Une bonne centaine de Fribourgeois ont fait le déplacement des JMJ à Paris

APIC – Reportage

La joie d’être chrétien, tout simplement

Jacques Berset, Agence APIC

Paris/Fribourg, 25 août 1997 (APIC) Folle ambiance, dimanche soir, sur les quais de la gare de Lausanne, quand débarque du TGV spécial en provenance de Paris une partie du contingent romand qui a participé aux XIIe Journées Mondiales de la Jeunesse. Les désormais fameuses «JMJ», auxquelles ont pris part quelque 1200 Suisses, dont 700 Romands, ont mis Paris sans dessus-dessous pendant toute une semaine. Plus d’un million de fidèles autour du pape Jean Paul II dimanche matin à l’hippodrome de Longchamp.

Dans l’attente de l’Intercity de 22h02 à destination de Fribourg, sous l’œil amusé de deux agents de surveillance des CFF en patrouille, une sarabande de jeunes sac au dos, harassés, à la limite de l’extinction de voix, chante à tue-tête. De «Ressucito», «L’amour de Dieu est si merveilleux…» à «Sh’ma Israël» et «Hinneh ma tov», aux accents hébraïques, on passe sans grande transition à «Sentiers valaisans» et «A Moléson». On les repère vite, des Fribourgeois et des Valaisans, surtout, qui mettent la gare en fête avec des «Alléluias».

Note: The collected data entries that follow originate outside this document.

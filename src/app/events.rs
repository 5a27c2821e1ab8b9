//! Outbound application events.
//!
//! The [`TesterService`](super::service::TesterService) emits these
//! through the [`EventSink`](super::ports::EventSink) port.

use crate::error::Error;
use crate::fsm::Mode;
use crate::measure::Reading;

/// Structured events emitted by the tester core.
#[derive(Debug, Clone, PartialEq)]
pub enum AppEvent {
    /// The service has started (carries the boot mode).
    Started(Mode),

    /// A switch poll changed the active mode.
    ModeChanged { from: Mode, to: Mode },

    /// A measurement completed this cycle.
    Measured(Reading),

    /// A port failed; the cycle carried on in degraded form.
    Degraded(Error),
}
//! AQM0802A 8×2 character LCD (ST7032 controller) on I²C.
//!
//! Every transfer is two bytes: a control byte selecting the command or
//! data register, then the payload.  Only clear/home and the booster
//! enable during init need a settle delay; the caller handles the one
//! after a runtime [`Aqm0802::clear`].

use embedded_hal::delay::DelayNs;
use embedded_hal::i2c::I2c;

use crate::error::{BusError, Error};

const CONTROL_COMMAND: u8 = 0x00;
const CONTROL_DATA: u8 = 0x40;

const SET_DDRAM_ADDR: u8 = 0x80;
const CLEAR_DISPLAY: u8 = 0x01;

/// Init commands with the wait that follows each (ms).
const INIT_SEQUENCE: [(u8, u32); 9] = [
    (0x38, 0),   // function set, 8-bit, 2 lines
    (0x39, 0),   // extended instruction set
    (0x14, 0),   // internal OSC
    (0x70, 0),   // contrast low bits
    (0x56, 0),   // power/icon/contrast high bits
    (0x6C, 200), // follower on, booster settles
    (0x38, 0),   // normal instruction set
    (0x0C, 0),   // display on, cursor off
    (0x01, 2),   // clear
];

pub struct Aqm0802 {
    addr: u8,
}

impl Aqm0802 {
    pub fn new(addr: u8) -> Self {
        Self { addr }
    }

    /// Send the power-up sequence.  A failed command does not stop the
    /// rest of the sequence; the first failure is returned at the end.
    pub fn init<I: I2c, D: DelayNs>(&self, i2c: &mut I, delay: &mut D) -> Result<(), Error> {
        let mut result = Ok(());
        for (cmd, wait_ms) in INIT_SEQUENCE {
            if let Err(e) = self.command(i2c, cmd) {
                result = result.and(Err(e));
            }
            if wait_ms > 0 {
                delay.delay_ms(wait_ms);
            }
        }
        result
    }

    pub fn set_cursor<I: I2c>(&self, i2c: &mut I, pos: u8) -> Result<(), Error> {
        self.command(i2c, SET_DDRAM_ADDR | pos)
    }

    pub fn write_char<I: I2c>(&self, i2c: &mut I, c: u8) -> Result<(), Error> {
        self.transfer(i2c, CONTROL_DATA, c)
    }

    pub fn clear<I: I2c>(&self, i2c: &mut I) -> Result<(), Error> {
        self.command(i2c, CLEAR_DISPLAY)
    }

    fn command<I: I2c>(&self, i2c: &mut I, cmd: u8) -> Result<(), Error> {
        self.transfer(i2c, CONTROL_COMMAND, cmd)
    }

    fn transfer<I: I2c>(&self, i2c: &mut I, control: u8, byte: u8) -> Result<(), Error> {
        i2c.write(self.addr, &[control, byte])
            .map_err(|e| Error::Display(BusError::from_i2c(&e)))
    }
}
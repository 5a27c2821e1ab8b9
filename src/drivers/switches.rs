//! Mode push-switches (pulled up, active low).

use embedded_hal::digital::{InputPin, PinState};

use crate::error::{Error, PinRole};
use crate::fsm::SwitchLevels;

pub struct ModeSwitches<P> {
    resistance: P,
    voltage: P,
}

impl<P: InputPin> ModeSwitches<P> {
    pub fn new(resistance: P, voltage: P) -> Self {
        Self {
            resistance,
            voltage,
        }
    }

    /// Raw levels; interpretation is left to the mode controller.
    pub fn read(&mut self) -> Result<SwitchLevels, Error> {
        let resistance = Self::level(&mut self.resistance)?;
        let voltage = Self::level(&mut self.voltage)?;
        Ok(SwitchLevels {
            resistance,
            voltage,
        })
    }

    fn level(pin: &mut P) -> Result<PinState, Error> {
        pin.is_high()
            .map(PinState::from)
            .map_err(|_| Error::Pin(PinRole::Switch))
    }
}
//! Continuity alert.
//!
//! The buzzer follows the latest measurement with no latching: on while a
//! resistance reading is at or below the threshold, off otherwise, and
//! always off in voltage mode.

use crate::app::ports::AlertPort;
use crate::error::Error;
use crate::fsm::Mode;

pub struct AlertController {
    threshold_ohms: u32,
    on: bool,
}

impl AlertController {
    pub fn new(threshold_ohms: u32) -> Self {
        Self {
            threshold_ohms,
            on: false,
        }
    }

    /// Pure decision for `mode` and the latest resistance.
    pub fn decide(&self, mode: Mode, resistance_ohms: u32) -> bool {
        match mode {
            Mode::Resistance => resistance_ohms <= self.threshold_ohms,
            Mode::Voltage => false,
        }
    }

    /// Drive the alert output.  The output is written every call; the
    /// cached state only changes if the write succeeded.
    pub fn update(
        &mut self,
        hw: &mut impl AlertPort,
        mode: Mode,
        resistance_ohms: u32,
    ) -> Result<bool, Error> {
        let on = self.decide(mode, resistance_ohms);
        hw.set_alert(on)?;
        self.on = on;
        Ok(on)
    }

    /// Last state successfully written to the output.
    pub fn is_on(&self) -> bool {
        self.on
    }
}
/// One row of the demo table.
#[derive(Clone, Debug, PartialEq)]
pub struct Record {
    pub id: u32,
    pub name: String,
    pub email: String,
    pub role: String,
    pub notes: Vec<String>,
}

impl Record {
    fn new(id: u32, name: &str, email: &str, role: &str, notes: &[&str]) -> Self {
        Self {
            id,
            name: name.to_string(),
            email: email.to_string(),
            role: role.to_string(),
            notes: notes.iter().map(|n| n.to_string()).collect(),
        }
    }
}

pub fn sample() -> Vec<Record> {
    vec![
        Record::new(
            1,
            "Ada Lovelace",
            "ada@example.com",
            "Analyst",
            &["Wrote the first published algorithm.", "Prefers email contact."],
        ),
        Record::new(
            2,
            "Grace Hopper",
            "grace@example.com",
            "Engineer",
            &["Compiler work.", "On call this week."],
        ),
        Record::new(3, "Alan Turing", "alan@example.com", "Researcher", &[]),
    ]
}
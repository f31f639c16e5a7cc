//! Primitives the widgets are composed from.

pub mod button;
pub mod dialog;

pub use button::{button_class, ButtonVariant};
pub use dialog::{Breakpoint, ViewDialog};

/// A string that does not name any known styling token.
#[derive(Clone, Debug, PartialEq, Eq, thiserror::Error)]
pub enum ParseTokenError {
    #[error("unknown button variant `{0}` (expected text, outlined or contained)")]
    Variant(String),
    #[error("unknown breakpoint `{0}` (expected xs, sm, md, lg or xl)")]
    Breakpoint(String),
}
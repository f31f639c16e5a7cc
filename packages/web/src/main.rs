use dioxus::prelude::*;
use serde::Deserialize;

use ui::{ViewMoreConfig, VIEW_MORE_CSS};
use views::RecordTable;

mod records;
mod views;

const MAIN_CSS: Asset = asset!("/assets/main.css");
const DEMO_TOML: &str = include_str!("../demo.toml");

/// Contents of `demo.toml`.
#[derive(Clone, Debug, PartialEq, Deserialize)]
struct DemoConfig {
    details: ViewMoreConfig,
}

impl DemoConfig {
    fn from_toml(s: &str) -> Result<Self, toml::de::Error> {
        toml::from_str(s)
    }
}

fn load_details_config() -> ViewMoreConfig {
    match DemoConfig::from_toml(DEMO_TOML) {
        Ok(config) => config.details,
        Err(e) => {
            tracing::error!("Invalid demo.toml, using defaults: {}", e);
            ViewMoreConfig::new("View More")
        }
    }
}

fn main() {
    dioxus::launch(App);
}

#[component]
fn App() -> Element {
    let details = use_hook(load_details_config);

    rsx! {
        document::Stylesheet { href: MAIN_CSS }
        document::Stylesheet { href: VIEW_MORE_CSS }

        main {
            class: "demo",
            h1 { "Records" }
            p {
                class: "demo-hint",
                "Clicking a row selects it. The buttons open the full record without selecting the row."
            }
            RecordTable { records: records::sample(), details }
        }
    }
}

«Les ’JMJ’ ? Ah ! , ce sont les jeunes qui sont allés rencontrer le pape», interroge une voyageuse de Suisse alémanique, dans la cinquantaine, ravie de les voir manifester si joyeusement leur foi et leur envie de vivre. «C’est formidable! J’ai habité Paris durant trois ans, confie-t-elle, les gens étaient souvent stressés et peu aimables; mais tous ces jeunes venus du monde entier, qui chantaient dans le métro, leur ont redonné le sourire. Beaucoup de Parisiens ont commencé à se parler entre eux.»

Dans le train de Fribourg, c’est encore la «Frat», pour «Fraternité», qui anime ou plutôt «réanime» les pèlerins fourbus – la semaine sous la canicule parisienne a été harassante – avec des chants empruntés au répertoire de Taizé ou des charismatiques. Sur la bonne centaine de Fribourgeois, ceux de la Frat étaient près d’une vingtaine, accompagnés par leur aumônier, le Père Jean Emmanuel, un religieux carme au verbe haut, portant scapulaire, bure marron et casquette sur la tête. Une bonne proportion pour ce groupe de jeunes d’une trentaine de membres né il y a environ 5 ans à Fribourg.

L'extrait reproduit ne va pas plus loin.